Projeto pretende transformar o Campus São Cristóvão em ‘Escola Guardiã da Canela-Preta’
Patrimônio histórico, cultural e genético do Piauí, a galinha caipira Canela-Preta é objeto de um estudo conduzido pela Empresa Brasileira de Pesquisa Agropecuária (Embrapa), em parceria com o Instituto Nacional de Colonização e Reforma Agrária (Incra) e com o apoio do Instituto Federal de Sergipe (IFS) – Campus São Cristóvão. A iniciativa visa preservar a espécie, valorizar sua utilização na agricultura familiar e consolidar a unidade como uma “Escola Guardiã da Canela-Preta”. A proposta se ancora na ideia de que o futuro da produção de alimentos está em sistemas que unem ciência e tradição, garantindo segurança alimentar e fortalecendo a memória cultural do Nordeste.
Segundo Cristiane Otto de Sá, pesquisadora da Embrapa Tabuleiros Costeiros, o projeto busca aproximar o conhecimento científico dos saberes populares, oferecendo novas possibilidades para a agricultura de base familiar. “O objetivo é unir ciência e tradição para fortalecer a agricultura familiar, garantir segurança alimentar e manter viva uma herança que se renova no sabor da mesa e na memória das comunidades”, explica. Essa perspectiva se soma à visão do professor José Dantas Gusmão Filho, docente do Campus São Cristóvão, para quem a galinha caipira reúne características que a tornam estratégica para pequenos produtores. “Por sua resistência, rusticidade, produtividade e baixa exigência em manejo, ela é uma excelente fonte de alimento e renda, com aplicação em modelos produtivos baseados na agroecologia. É uma raça que está em estudo, podendo ser considerada de corte e postura. De acordo com o criatório Canela-Preta, pode produzir entre 180 e 220 ovos por ano”, acrescenta.

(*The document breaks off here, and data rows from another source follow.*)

impl<D: DelayNs> Pca9685<D> {
    /// Wraps a bus bound to the chip. Nothing is sent until
    /// [`Pca9685::initialize`]; the chip is assumed to be in its power-on
    /// state (asleep, ~200 Hz).
    pub fn with_delay(bus: RegisterBus, delay: D) -> Self {
        Pca9685 {
            bus,
            delay,
            output_frequency_hz: POWER_ON_OUTPUT_FREQUENCY_HZ,
            oscillator_hz: FREQUENCY_OSCILLATOR,
            mode: ChipMode::Sleep,
            auto_increment: false,
            external_prescale: None,
        }
    }

    pub fn bus(&self) -> &RegisterBus {
        &self.bus
    }

    pub fn bus_mut(&mut self) -> &mut RegisterBus {
        &mut self.bus
    }

    pub fn is_initialized(&self) -> bool {
        self.bus.is_open()
    }

    pub fn mode(&self) -> ChipMode {
        self.mode
    }

    pub fn output_frequency(&self) -> f32 {
        self.output_frequency_hz
    }

    pub fn oscillator_frequency(&self) -> u32 {
        self.oscillator_hz
    }

    /// Sets the oscillator frequency used for prescaler and pulse math, e.g.
    /// a measured value for a particular chip or an external clock. On the
    /// external clock the output frequency follows immediately.
    pub fn set_oscillator_frequency(&mut self, oscillator_hz: u32) -> Result<(), PWMError> {
        if oscillator_hz == 0 {
            return Err(PWMError::InvalidArgument(
                "oscillator frequency must be nonzero".to_string(),
            ));
        }

        self.oscillator_hz = oscillator_hz;
        if let Some(prescale) = self.external_prescale {
            self.output_frequency_hz = external_output_frequency(oscillator_hz, prescale);
        }
        Ok(())
    }

    /// Resets the chip, switches every output off, then either moves to the
    /// external clock with `external_prescale` or programs the default output
    /// frequency.
    pub fn initialize(&mut self, external_prescale: u8) -> Result<(), PWMError> {
        self.oscillator_hz = FREQUENCY_OSCILLATOR;
        self.external_prescale = None;
        self.reset()?;

        self.bus.write_byte(REGISTER_MODE1, MODE1_ALLCALL | MODE1_AI)?;
        self.auto_increment = true;
        self.set_all_channels(0, FULL_SCALE)?;
        self.bus.write_byte(REGISTER_MODE2, MODE2_OUTDRV)?;

        if external_prescale != 0 {
            self.set_external_clock(external_prescale)?;
        } else {
            self.set_output_frequency(DEFAULT_OUTPUT_FREQUENCY_HZ)?;
        }

        info!(
            "PCA9685 at {:#04x} on I2C bus {} initialized ({} Hz)",
            self.bus.address(),
            self.bus.bus_id(),
            self.output_frequency_hz
        );
        Ok(())
    }

    /// Leaves MODE1 with only RESTART set, so auto-increment is off afterwards.
    pub fn reset(&mut self) -> Result<(), PWMError> {
        self.bus.write_byte(REGISTER_MODE1, MODE1_RESTART)?;
        self.auto_increment = false;
        self.mode = ChipMode::RestartPending;
        self.delay.delay_ms(RESET_DELAY_MS);
        self.mode = ChipMode::Awake;
        Ok(())
    }

    /// Returns the prescaler that was programmed.
    pub fn set_output_frequency(&mut self, frequency_hz: f32) -> Result<u8, PWMError> {
        if !frequency_hz.is_finite() {
            return Err(PWMError::InvalidArgument(format!(
                "output frequency must be finite, got {}",
                frequency_hz
            )));
        }

        let frequency_hz = clamp_frequency(frequency_hz);
        let prescale = prescale_for(frequency_hz, self.oscillator_hz);
        let old_mode = self.bus.read_byte(REGISTER_MODE1)?;

        if old_mode & MODE1_SLEEP != 0 {
            // oscillator already off, the caller wakes the chip
            debug!("Chip is asleep, programming prescaler {} only", prescale);
            self.bus.write_byte(REGISTER_PRESCALE, prescale)?;
            self.bus
                .write_byte(REGISTER_MODE1, (old_mode & !MODE1_RESTART) | MODE1_AI)?;
            self.auto_increment = true;
            self.mode = ChipMode::Sleep;
        } else {
            let sleep_mode = (old_mode & !MODE1_RESTART) | MODE1_SLEEP;
            self.bus.write_byte(REGISTER_MODE1, sleep_mode)?;
            self.mode = ChipMode::Sleep;
            self.bus.write_byte(REGISTER_PRESCALE, prescale)?;
            self.bus.write_byte(REGISTER_MODE1, old_mode)?;
            self.restart(old_mode | MODE1_RESTART | MODE1_AI)?;
        }

        debug!(
            "Output frequency set to {} Hz (prescaler {})",
            frequency_hz, prescale
        );
        self.output_frequency_hz = frequency_hz;
        Ok(prescale)
    }

    /// Switches to the clock on EXTCLK. The caller should also pass that
    /// clock's frequency to [`Pca9685::set_oscillator_frequency`].
    pub fn set_external_clock(&mut self, prescale: u8) -> Result<(), PWMError> {
        let old_mode = self.bus.read_byte(REGISTER_MODE1)?;
        let sleep_mode = (old_mode & !MODE1_RESTART) | MODE1_SLEEP;
        self.bus.write_byte(REGISTER_MODE1, sleep_mode)?;
        self.mode = ChipMode::Sleep;

        // EXTCLK is sticky and can only be set while asleep
        let ext_mode = sleep_mode | MODE1_EXTCLK;
        self.bus.write_byte(REGISTER_MODE1, ext_mode)?;
        self.bus.write_byte(REGISTER_PRESCALE, prescale)?;
        self.restart((ext_mode & !MODE1_SLEEP) | MODE1_RESTART | MODE1_AI)?;

        self.external_prescale = Some(prescale);
        self.output_frequency_hz = external_output_frequency(self.oscillator_hz, prescale);
        info!("Switched to external clock, prescaler {}", prescale);
        Ok(())
    }

    fn restart(&mut self, mode1: u8) -> Result<(), PWMError> {
        self.mode = ChipMode::RestartPending;
        self.delay.delay_ms(SETTLE_DELAY_MS);
        self.bus.write_byte(REGISTER_MODE1, mode1)?;
        self.auto_increment = mode1 & MODE1_AI != 0;
        self.mode = ChipMode::Awake;
        Ok(())
    }

    fn ensure_auto_increment(&mut self) -> Result<(), PWMError> {
        if self.auto_increment {
            return Ok(());
        }

        let current = self.bus.read_byte(REGISTER_MODE1)?;
        if current & MODE1_AI == 0 {
            // a 0 written to RESTART is ignored
            debug!("Enabling register auto-increment");
            self.bus
                .write_byte(REGISTER_MODE1, (current & !MODE1_RESTART) | MODE1_AI)?;
        }

        self.auto_increment = true;
        Ok(())
    }

    pub fn read_prescale(&mut self) -> Result<u8, PWMError> {
        Ok(self.bus.read_byte(REGISTER_PRESCALE)?)
    }

    pub fn sleep(&mut self) -> Result<(), PWMError> {
        let current = self.bus.read_byte(REGISTER_MODE1)?;
        self.bus.write_byte(REGISTER_MODE1, current | MODE1_SLEEP)?;
        // the current cycle has to finish before the oscillator stops
        self.delay.delay_ms(SETTLE_DELAY_MS);
        self.mode = ChipMode::Sleep;
        Ok(())
    }

    pub fn wakeup(&mut self) -> Result<(), PWMError> {
        let current = self.bus.read_byte(REGISTER_MODE1)?;
        if current & MODE1_SLEEP == 0 {
            self.mode = ChipMode::Awake;
            return Ok(());
        }

        let awake = (current & !MODE1_SLEEP) | MODE1_AI;
        self.bus.write_byte(REGISTER_MODE1, awake)?;
        self.auto_increment = true;
        if current & MODE1_RESTART != 0 {
            // outputs were running before sleep, resume them
            self.restart(awake | MODE1_RESTART)?;
        } else {
            self.mode = ChipMode::Awake;
        }
        Ok(())
    }

    /// Totem pole (`true`) or open drain (`false`) outputs.
    pub fn set_output_mode(&mut self, totem_pole: bool) -> Result<(), PWMError> {
        let current = self.bus.read_byte(REGISTER_MODE2)?;
        let updated = if totem_pole {
            current | MODE2_OUTDRV
        } else {
            current & !MODE2_OUTDRV
        };
        self.bus.write_byte(REGISTER_MODE2, updated)?;
        Ok(())
    }

    pub fn set_channel_raw(&mut self, channel: u8, on: u16, off: u16) -> Result<(), PWMError> {
        let register = channel_register(channel)?;
        if on > FULL_SCALE || off > FULL_SCALE {
            return Err(PWMError::InvalidArgument(format!(
                "tick values must be at most {}, got on={} off={}",
                FULL_SCALE, on, off
            )));
        }

        self.ensure_auto_increment()?;
        debug!("Channel {}: on={} off={}", channel, on, off);
        self.bus
            .write_bytes(register, &ChannelTicks::new(on, off).to_register_bytes())?;
        Ok(())
    }

    /// Same ticks on every channel through the ALL_LED registers.
    pub fn set_all_channels(&mut self, on: u16, off: u16) -> Result<(), PWMError> {
        if on > FULL_SCALE || off > FULL_SCALE {
            return Err(PWMError::InvalidArgument(format!(
                "tick values must be at most {}, got on={} off={}",
                FULL_SCALE, on, off
            )));
        }

        let [on_l, on_h, off_l, off_h] = ChannelTicks::new(on, off).to_register_bytes();
        self.bus.write_byte(REGISTER_ALL_LED_ON_L, on_l)?;
        self.bus.write_byte(REGISTER_ALL_LED_ON_H, on_h)?;
        self.bus.write_byte(REGISTER_ALL_LED_OFF_L, off_l)?;
        self.bus.write_byte(REGISTER_ALL_LED_OFF_H, off_h)?;
        Ok(())
    }

    pub fn set_channel_duty_cycle(
        &mut self,
        channel: u8,
        value: u16,
        invert: bool,
    ) -> Result<(), PWMError> {
        let ticks = duty_to_ticks(value, invert);
        self.set_channel_raw(channel, ticks.on, ticks.off)
    }

    /// Converts against the prescaler read back from the chip, so the result
    /// is only as precise as one tick. Returns the OFF tick written.
    pub fn write_channel_microseconds(
        &mut self,
        channel: u8,
        microseconds: f32,
    ) -> Result<u16, PWMError> {
        channel_register(channel)?;
        if !microseconds.is_finite() || microseconds < 0.0 {
            return Err(PWMError::InvalidArgument(format!(
                "pulse width must be a non-negative number of microseconds, got {}",
                microseconds
            )));
        }

        let prescale = self.read_prescale()?;
        let ticks = pulse_to_ticks(microseconds, prescale, self.oscillator_hz);
        self.set_channel_raw(channel, 0, ticks)?;
        Ok(ticks)
    }

    /// ON tick of a channel.
    pub fn read_channel_raw(&mut self, channel: u8) -> Result<u16, PWMError> {
        let register = channel_register(channel)?;
        self.ensure_auto_increment()?;
        let mut buf = [0u8; 2];
        self.bus.read_bytes(register, &mut buf)?;
        Ok(u16::from_le_bytes(buf))
    }

    pub fn read_channel_ticks(&mut self, channel: u8) -> Result<ChannelTicks, PWMError> {
        let register = channel_register(channel)?;
        self.ensure_auto_increment()?;
        let mut buf = [0u8; 4];
        self.bus.read_bytes(register, &mut buf)?;
        Ok(ChannelTicks::from_register_bytes(buf))
    }
}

No IFS, a produção da espécie terá uma dupla função: além de colaborar com a preservação da ave, servirá como recurso pedagógico e extensão tecnológica. Para Cristiane, a formação de uma “Escola Guardiã” no campus abre caminho para vivências concretas com os estudantes. “Isso vai permitir a realização de atividades práticas, apoiar a conservação genética da raça e ampliar a difusão de tecnologias para a agricultura familiar”, ressalta. Atualmente, 70 aves estão em fase de recria no espaço denominado *Vitrine Agroecológica*, localizado próximo ao prédio da Didática IV. Dantas Gusmão, responsável pelo projeto na instituição, enfatiza que a iniciativa trará ganhos para a comunidade estudantil, possibilitando vivências pedagógicas em avicultura, participação em projetos de pesquisa e interação direta com pesquisadores, fortalecendo o eixo ensino-pesquisa-extensão do IFS.
Avicultura em crescimento
Os números da avicultura em Sergipe reforçam o potencial do projeto. Dados do Escritório Técnico de Estudos Econômicos do Nordeste (Etene), referentes a 2024, apontam que a criação de galinhas poedeiras registrou crescimento expressivo no estado, com aumento de 11,45% na produção de ovos, colocando Sergipe entre os polos emergentes da avicultura de postura no Nordeste. Mas, para os especialistas, a criação da Canela-Preta transcende análises mercadológicas e envolve a preservação de práticas culturais que dão identidade ao modo de vida regional. “O grande desafio é evitar que raças comerciais, embora produtivas, comprometam a adaptação local e a sustentabilidade do sistema tradicional de capoeira”, alerta Cristiane.
A pesquisadora destaca ainda que a Canela-Preta é parte de uma tradição alimentar profundamente enraizada no Nordeste. “Um exemplo é o pirão de capão, também conhecido como pirão de parida, prato típico que valoriza justamente a galinha criada solta, no sistema de capoeira. A Canela-Preta não é apenas uma ave de grande resiliência: ela é um símbolo da agricultura familiar, do alimento saudável e da memória afetiva”, defende. Ao propor caminhos alternativos para a criação, o manejo e a comercialização das aves em comunidades de reforma agrária e em sistemas agroecológicos, o projeto busca unir preservação genética, sustentabilidade e valorização cultural, mostrando que a avicultura pode ser ao mesmo tempo uma estratégia de produção, uma ferramenta educativa e um instrumento de fortalecimento da identidade regional.